You can see why I was caught in a mind-cycle of misery. Each day I’ve improved in health… and each day had a new challenge to face. Sometimes when I cough, I also pee. Really? I’d had it.

Something struck my on the drive to my son’s pre-school.

“Corban, you know how I have you say things you’re thankful for when you’re stuck complaining?”

“Mmm-hmmm” came the sweet reply.

“Well, Mommy is stuck complaining and I need to say things I’m thankful for.” He completely understood, of course.

Fearless

My list began, “I’m so thankful for each of my children—the unique ways that God has made them—and that He would bless my life with them. I’m thankful that today looks like it’s going to be a sunny day.

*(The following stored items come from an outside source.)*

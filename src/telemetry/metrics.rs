//! Prometheus metrics

use std::time::Duration;

/// Latency metric types
#[derive(Debug, Clone, Copy)]
pub enum LatencyMetric {
    /// Venue round trip for an order
    OrderSubmission,
    /// Bot command handling, end to end
    CommandHandling,
}

/// Counter metric types
#[derive(Debug, Clone, Copy, PartialEq, Eq)]
pub enum CounterMetric {
    SessionsStarted,
    SessionsCancelled,
    SellDecisions,
    HoldDecisions,
    FeedDisconnects,
    OrdersPlaced,
    VenueErrors,
    CrashAlerts,
    RsiAlerts,
    BotCommands,
}

/// Gauge metric types
#[derive(Debug, Clone, Copy)]
pub enum GaugeMetric {
    /// Last traded price seen by a watch session
    LastPrice,
    /// Latest RSI computed by the alert monitor
    Rsi,
}

impl LatencyMetric {
    fn name(self) -> &'static str {
        match self {
            LatencyMetric::OrderSubmission => "tradewatch_order_submission_latency_ms",
            LatencyMetric::CommandHandling => "tradewatch_command_latency_ms",
        }
    }
}

impl CounterMetric {
    fn name(self) -> &'static str {
        match self {
            CounterMetric::SessionsStarted => "tradewatch_sessions_started_total",
            CounterMetric::SessionsCancelled => "tradewatch_sessions_cancelled_total",
            CounterMetric::SellDecisions => "tradewatch_sell_decisions_total",
            CounterMetric::HoldDecisions => "tradewatch_hold_decisions_total",
            CounterMetric::FeedDisconnects => "tradewatch_feed_disconnects_total",
            CounterMetric::OrdersPlaced => "tradewatch_orders_placed_total",
            CounterMetric::VenueErrors => "tradewatch_venue_errors_total",
            CounterMetric::CrashAlerts => "tradewatch_crash_alerts_total",
            CounterMetric::RsiAlerts => "tradewatch_rsi_alerts_total",
            CounterMetric::BotCommands => "tradewatch_bot_commands_total",
        }
    }
}

impl GaugeMetric {
    fn name(self) -> &'static str {
        match self {
            GaugeMetric::LastPrice => "tradewatch_last_price",
            GaugeMetric::Rsi => "tradewatch_rsi",
        }
    }
}

/// Record a latency measurement
pub fn record_latency(metric: LatencyMetric, duration: Duration) {
    ::metrics::histogram!(metric.name()).record(duration.as_secs_f64() * 1000.0);
}

/// Bump a counter by one
pub fn increment(metric: CounterMetric) {
    ::metrics::counter!(metric.name()).increment(1);
}

/// Set a gauge value
pub fn set_gauge(metric: GaugeMetric, value: f64) {
    ::metrics::gauge!(metric.name()).set(value);
}

#[cfg(test)]
mod tests {
    use super::*;

    #[test]
    fn test_recording_without_exporter_is_noop() {
        increment(CounterMetric::SellDecisions);
        set_gauge(GaugeMetric::LastPrice, 50_000.0);
        record_latency(LatencyMetric::OrderSubmission, Duration::from_millis(12));
    }

    #[test]
    fn test_metric_names_are_prefixed() {
        assert!(CounterMetric::VenueErrors.name().starts_with("tradewatch_"));
        assert!(GaugeMetric::Rsi.name().starts_with("tradewatch_"));
        assert!(LatencyMetric::CommandHandling.name().ends_with("_ms"));
    }

    #[test]
    fn test_alert_counters_are_separate() {
        assert_ne!(
            CounterMetric::CrashAlerts.name(),
            CounterMetric::RsiAlerts.name()
        );
    }
}
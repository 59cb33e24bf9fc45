//! Single-writer, last-value-wins price cell

use rust_decimal::Decimal;
use tokio::sync::watch;

/// Create a price cell. The writer is not `Clone`, so only one path can
/// publish; readers are cheap to clone and always see the newest value.
pub fn latest_price() -> (PriceWriter, PriceReader) {
    let (tx, rx) = watch::channel(None);
    (PriceWriter { tx }, PriceReader { rx })
}

/// Publishing half of the price cell
#[derive(Debug)]
pub struct PriceWriter {
    tx: watch::Sender<Option<Decimal>>,
}

impl PriceWriter {
    /// Overwrite the stored price
    pub fn publish(&self, price: Decimal) {
        self.tx.send_replace(Some(price));
    }

    /// A new reader attached to this cell
    pub fn reader(&self) -> PriceReader {
        PriceReader {
            rx: self.tx.subscribe(),
        }
    }
}

/// Reading half of the price cell
#[derive(Debug, Clone)]
pub struct PriceReader {
    rx: watch::Receiver<Option<Decimal>>,
}

impl PriceReader {
    /// Most recently published price, if any tick has arrived yet
    pub fn get(&self) -> Option<Decimal> {
        *self.rx.borrow()
    }
}
//! Telegram command surface
//!
//! Commands are accepted only from the configured operator chat; anything
//! else is logged and dropped.

mod args;
mod auth;
mod commands;
mod handlers;

pub use args::{parse_autosell_args, parse_count, parse_order_args, ArgsError, AutosellArgs, OrderArgs};
pub use auth::AuthorizedChat;
pub use commands::Command;
pub use handlers::{handle_command, BotState};

use std::sync::Arc;
use teloxide::prelude::*;

/// Run the dispatcher until Ctrl-C
pub async fn run_bot(bot: Bot, auth: AuthorizedChat, state: Arc<BotState>) {
    let handler = Update::filter_message()
        .filter(move |msg: Message| {
            let authorized = auth.is_authorized(msg.chat.id);
            if !authorized {
                tracing::warn!(chat_id = %msg.chat.id, "Unauthorized access attempt");
            }
            authorized
        })
        .filter_command::<Command>()
        .endpoint(move |bot: Bot, msg: Message, cmd: Command| {
            let state = Arc::clone(&state);
            async move { handle_command(bot, msg, cmd, state).await }
        });

    tracing::info!("Starting Telegram bot dispatcher...");
    Dispatcher::builder(bot, handler)
        .enable_ctrlc_handler()
        .build()
        .dispatch()
        .await;
}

I’m thankful that they’ve found a home for us in Germany—and that it’s better than I could have dared imagine. 

I’m thankful that I’m not as sick as other much less fortunate people who put me to shame with what they endure. I’m so thankful for my friend Dorina—what a gift to me (and one that I’m not ready to say good-bye to!)”

My list carried on and the tears came.

Picture this… a congested mommy, with a nasal-frog voice listing these gifts… tears falling, voice wavering… getting higher pitched and weepy. Oh, my poor children.

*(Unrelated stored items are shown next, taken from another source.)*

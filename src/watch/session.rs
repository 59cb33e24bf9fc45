//! Watch session state machine
//!
//! A session is armed with a target price, consumes the feed until the
//! target is crossed, samples the trend for a fixed window, applies the
//! sell/hold policy and closes. Feed consumption and the sampling clock
//! run in one task, so the decision logic never races itself.

use super::sampler::TrendSampler;
use super::types::{
    Decision, DecisionAction, SellExecution, SessionConfig, SessionOutcome, WatchError,
    WatchState,
};
use crate::feed::{latest_price, FeedEvent, FeedSubscription, PriceFeed, PriceReader, PriceTick, PriceWriter};
use crate::journal::{Journal, JournalLevel};
use crate::notify::Notifier;
use crate::telemetry::{
    increment, record_latency, set_gauge, CounterMetric, GaugeMetric, LatencyMetric,
};
use crate::venue::TradingVenue;
use rust_decimal::prelude::ToPrimitive;
use rust_decimal::Decimal;
use std::sync::Arc;
use std::time::Duration;
use tokio::sync::{oneshot, watch};
use tokio::time::{interval_at, Instant, Interval, MissedTickBehavior};

/// Collaborators a running session talks to
pub struct SessionDeps {
    pub feed: Arc<dyn PriceFeed>,
    pub venue: Option<Arc<dyn TradingVenue>>,
    pub notifier: Arc<dyn Notifier>,
    pub journal: Journal,
}

/// One price-target watch
pub struct WatchSession {
    target_price: Decimal,
    config: SessionConfig,
    state: WatchState,
    state_tx: watch::Sender<WatchState>,
    writer: PriceWriter,
    reader: PriceReader,
    sampler: Option<TrendSampler>,
    start_price: Option<Decimal>,
}

impl WatchSession {
    /// A new session in `Idle`
    pub fn new(target_price: Decimal, config: SessionConfig) -> Self {
        let (state_tx, _) = watch::channel(WatchState::Idle);
        let (writer, reader) = latest_price();
        Self {
            target_price,
            config,
            state: WatchState::Idle,
            state_tx,
            writer,
            reader,
            sampler: None,
            start_price: None,
        }
    }

    pub fn target_price(&self) -> Decimal {
        self.target_price
    }

    pub fn state(&self) -> WatchState {
        self.state
    }

    /// Price of the crossing tick, once crossed
    pub fn start_price(&self) -> Option<Decimal> {
        self.start_price
    }

    /// Follow state changes from outside the session task
    pub fn state_receiver(&self) -> watch::Receiver<WatchState> {
        self.state_tx.subscribe()
    }

    /// Latest price seen by this session
    pub fn price_reader(&self) -> PriceReader {
        self.reader.clone()
    }

    fn advance(&mut self, next: WatchState) -> bool {
        if !self.state.can_advance_to(next) {
            tracing::warn!(from = %self.state, to = %next, "Ignoring illegal watch state transition");
            return false;
        }
        tracing::debug!(from = %self.state, to = %next, "Watch state transition");
        self.state = next;
        self.state_tx.send_replace(next);
        true
    }

    /// `Idle → Armed`: validate the target and subscribe to the feed
    pub async fn arm(&mut self, feed: &dyn PriceFeed) -> Result<FeedSubscription, WatchError> {
        if self.target_price <= Decimal::ZERO {
            return Err(WatchError::InvalidTarget(self.target_price));
        }
        if self.state != WatchState::Idle {
            return Err(WatchError::AlreadyActive);
        }

        let subscription = feed.subscribe(&self.config.symbol).await?;
        self.advance(WatchState::Armed);

        tracing::info!(
            symbol = %self.config.symbol,
            target = %self.target_price,
            "Watch session armed"
        );
        Ok(subscription)
    }

    /// Consume one tick. Returns `true` if this tick is the crossing.
    pub fn observe(&mut self, tick: &PriceTick) -> bool {
        self.writer.publish(tick.price);
        set_gauge(GaugeMetric::LastPrice, tick.price.to_f64().unwrap_or_default());

        if self.state != WatchState::Armed || tick.price < self.target_price {
            return false;
        }

        self.start_price = Some(tick.price);
        self.sampler = Some(TrendSampler::new(tick.price, self.config.sample_count));
        self.advance(WatchState::Sampling);

        tracing::info!(
            target = %self.target_price,
            start_price = %tick.price,
            samples = self.config.sample_count,
            "Target crossed, sampling trend"
        );
        true
    }

    /// One tick of the sampling clock. Returns the decision once the
    /// window is complete, leaving the session in `Deciding`.
    pub fn sample(&mut self) -> Option<Decision> {
        let sampler = self.sampler.as_mut()?;
        if !sampler.record(self.reader.get()) {
            return None;
        }

        let sampler = self.sampler.take()?;
        self.advance(WatchState::Deciding);
        let decision = sampler.finish(self.config.hold_margin);

        tracing::info!(
            action = %decision.action,
            start_price = %decision.start_price,
            max_price = %decision.reference_max,
            "Trend window complete"
        );
        Some(decision)
    }

    /// Move to `Closed` from whatever state the session is in
    pub fn close(&mut self) {
        self.sampler = None;
        if self.state != WatchState::Closed {
            self.advance(WatchState::Closed);
        }
    }

    /// Venue and quantity for the order a decision calls for, if any
    fn pending_order<'a>(
        &self,
        decision: &Decision,
        deps: &'a SessionDeps,
    ) -> Option<(&'a Arc<dyn TradingVenue>, Decimal)> {
        if decision.action != DecisionAction::Sell {
            return None;
        }
        Some((deps.venue.as_ref()?, self.config.sell_quantity?))
    }

    async fn execute(&self, decision: &Decision, deps: &SessionDeps) -> SellExecution {
        let Some((venue, quantity)) = self.pending_order(decision, deps) else {
            return SellExecution::Skipped;
        };

        let started = std::time::Instant::now();
        let result = venue.sell(&self.config.symbol, quantity).await;
        record_latency(LatencyMetric::OrderSubmission, started.elapsed());

        match result {
            Ok(order) => {
                increment(CounterMetric::OrdersPlaced);
                tracing::info!(order = %order, "Auto-sell order placed");
                SellExecution::Placed(order)
            }
            Err(e) => {
                increment(CounterMetric::VenueErrors);
                tracing::error!(error = %e, %quantity, "Auto-sell order failed");
                SellExecution::Failed(e.to_string())
            }
        }
    }

    /// Drive the session until it closes. The subscription is released
    /// exactly once, before the state is published as `Closed`.
    ///
    /// Cancel is honoured in every state, including while a sell order is
    /// in flight; the venue call is dropped and the session closes as
    /// `Cancelled`.
    pub async fn run(
        mut self,
        mut subscription: FeedSubscription,
        mut cancel: oneshot::Receiver<()>,
        deps: Arc<SessionDeps>,
    ) -> SessionOutcome {
        deps.journal.log(
            JournalLevel::Info,
            format!("Auto-sell armed for {} at {}", self.config.symbol, self.target_price),
        );

        let mut clock: Option<Interval> = None;
        let mut abandoned_order = false;

        let outcome = loop {
            tokio::select! {
                biased;

                _ = &mut cancel => break SessionOutcome::Cancelled,

                _ = next_sample(&mut clock) => {
                    if let Some(decision) = self.sample() {
                        let execution = tokio::select! {
                            biased;

                            _ = &mut cancel => {
                                abandoned_order = self.pending_order(&decision, &deps).is_some();
                                break SessionOutcome::Cancelled;
                            }

                            execution = self.execute(&decision, &deps) => execution,
                        };
                        break SessionOutcome::Decided { decision, execution };
                    }
                }

                event = subscription.next() => match event {
                    FeedEvent::Tick(tick) => {
                        if self.observe(&tick) {
                            clock = Some(sample_clock(self.config.sample_interval));
                            deps.journal.log(
                                JournalLevel::Info,
                                format!("Target {} crossed at {}", self.target_price, tick.price),
                            );
                        }
                    }
                    FeedEvent::Disconnected => break SessionOutcome::Disconnected,
                },
            }
        };

        subscription.unsubscribe();
        self.close();
        self.report(&outcome, abandoned_order, &deps).await;
        outcome
    }

    /// Record a terminal outcome: journal, metrics, operator notification
    async fn report(&self, outcome: &SessionOutcome, abandoned_order: bool, deps: &SessionDeps) {
        let symbol = &self.config.symbol;

        let (level, message, notify) = match outcome {
            SessionOutcome::Decided { decision, execution } => {
                let counter = match decision.action {
                    DecisionAction::Sell => CounterMetric::SellDecisions,
                    DecisionAction::Hold => CounterMetric::HoldDecisions,
                };
                increment(counter);
                let (level, message) = describe_decision(symbol, decision, execution);
                (level, message, true)
            }
            SessionOutcome::Cancelled if abandoned_order => {
                increment(CounterMetric::SessionsCancelled);
                (
                    JournalLevel::Warn,
                    format!(
                        "Auto-sell for {} at {} cancelled while its sell order was in flight. Check /orders.",
                        symbol, self.target_price
                    ),
                    true,
                )
            }
            SessionOutcome::Cancelled => {
                increment(CounterMetric::SessionsCancelled);
                (
                    JournalLevel::Info,
                    format!("Auto-sell for {} at {} cancelled", symbol, self.target_price),
                    false,
                )
            }
            SessionOutcome::Disconnected => {
                increment(CounterMetric::FeedDisconnects);
                (
                    JournalLevel::Warn,
                    format!(
                        "Price feed for {} disconnected, auto-sell at {} stopped. Re-arm to continue.",
                        symbol, self.target_price
                    ),
                    true,
                )
            }
        };

        tracing::info!(%symbol, target = %self.target_price, %level, "{}", message);
        deps.journal.log(level, message.clone());
        if notify {
            deps.notifier.notify(&message).await;
        }
    }
}

fn describe_decision(
    symbol: &str,
    decision: &Decision,
    execution: &SellExecution,
) -> (JournalLevel, String) {
    match (decision.action, execution) {
        (DecisionAction::Hold, _) => (
            JournalLevel::Info,
            format!(
                "Price still rising, not selling {}. Max {} vs start {}",
                symbol, decision.reference_max, decision.start_price
            ),
        ),
        (DecisionAction::Sell, SellExecution::Placed(order)) => (
            JournalLevel::Sell,
            format!(
                "Auto-sell: {} sold at {}, start was {}. Order {}",
                symbol, decision.reference_max, decision.start_price, order
            ),
        ),
        (DecisionAction::Sell, SellExecution::Skipped) => (
            JournalLevel::Sell,
            format!(
                "Auto-sell: sell {} at {}, start was {} (no order placed)",
                symbol, decision.reference_max, decision.start_price
            ),
        ),
        (DecisionAction::Sell, SellExecution::Failed(err)) => (
            JournalLevel::Error,
            format!(
                "Auto-sell decided to sell {} at {} (start {}) but the order failed: {}. Retry manually.",
                symbol, decision.reference_max, decision.start_price, err
            ),
        ),
    }
}

fn sample_clock(period: Duration) -> Interval {
    let period = period.max(Duration::from_millis(1));
    let mut clock = interval_at(Instant::now() + period, period);
    clock.set_missed_tick_behavior(MissedTickBehavior::Delay);
    clock
}

async fn next_sample(clock: &mut Option<Interval>) {
    match clock {
        Some(clock) => {
            clock.tick().await;
        }
        None => std::future::pending().await,
    }
}
use teloxide::utils::command::BotCommands;

/// Telegram bot commands
#[derive(BotCommands, Clone, Debug, PartialEq)]
#[command(rename_rule = "snake_case", description = "Trading assistant commands:")]
pub enum Command {
    #[command(description = "Show current price")]
    Price,

    #[command(description = "Show RSI(14) on 15m candles")]
    Rsi,

    #[command(description = "Bollinger Bands + RSI market analysis")]
    Analysis,

    #[command(description = "Show free balances")]
    Balance,

    #[command(description = "List open orders")]
    Orders,

    #[command(description = "Buy with a share of the quote balance (usage: /buy <25|50|75|100> [price])")]
    Buy(String),

    #[command(description = "Sell a share of the base balance (usage: /sell <25|50|75|100> [price])")]
    Sell(String),

    #[command(description = "Arm auto-sell at a target price (usage: /autosell <target> [quantity])")]
    Autosell(String),

    #[command(description = "Show auto-sell status")]
    SellStatus,

    #[command(description = "Cancel auto-sell")]
    SellCancel,

    #[command(description = "Start or stop crash alerts")]
    Monitor,

    #[command(description = "Show recent journal entries (usage: /journal [count])")]
    Journal(String),

    #[command(description = "Show help message")]
    Help,
}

I explained that saying what I was thankful for reminded me of the many good things God has given me… and that makes my heart so happy that tears come out!

He giggled. I’m sure he was thinking, “My mom might be nuts…” but he hid it well.

The amazing thing was that 1) the tears cleared something in my sinuses and I could breathe a little better and 2) I felt better. Not healthier. Lighter. Lifted.

An end to the dreariness was in sight because I’d chosen to shift my focus. Ahhhhh, the sweetness of looking at things greater than myself. I may be sick for another 7 days (that’s how long I’m hearing this cold lasts) but so what?! I have SO much to be thankful for and I will not let a stinkin’ cold rob me of all things beautiful!

Yes, gratitude even works on the grown-ups.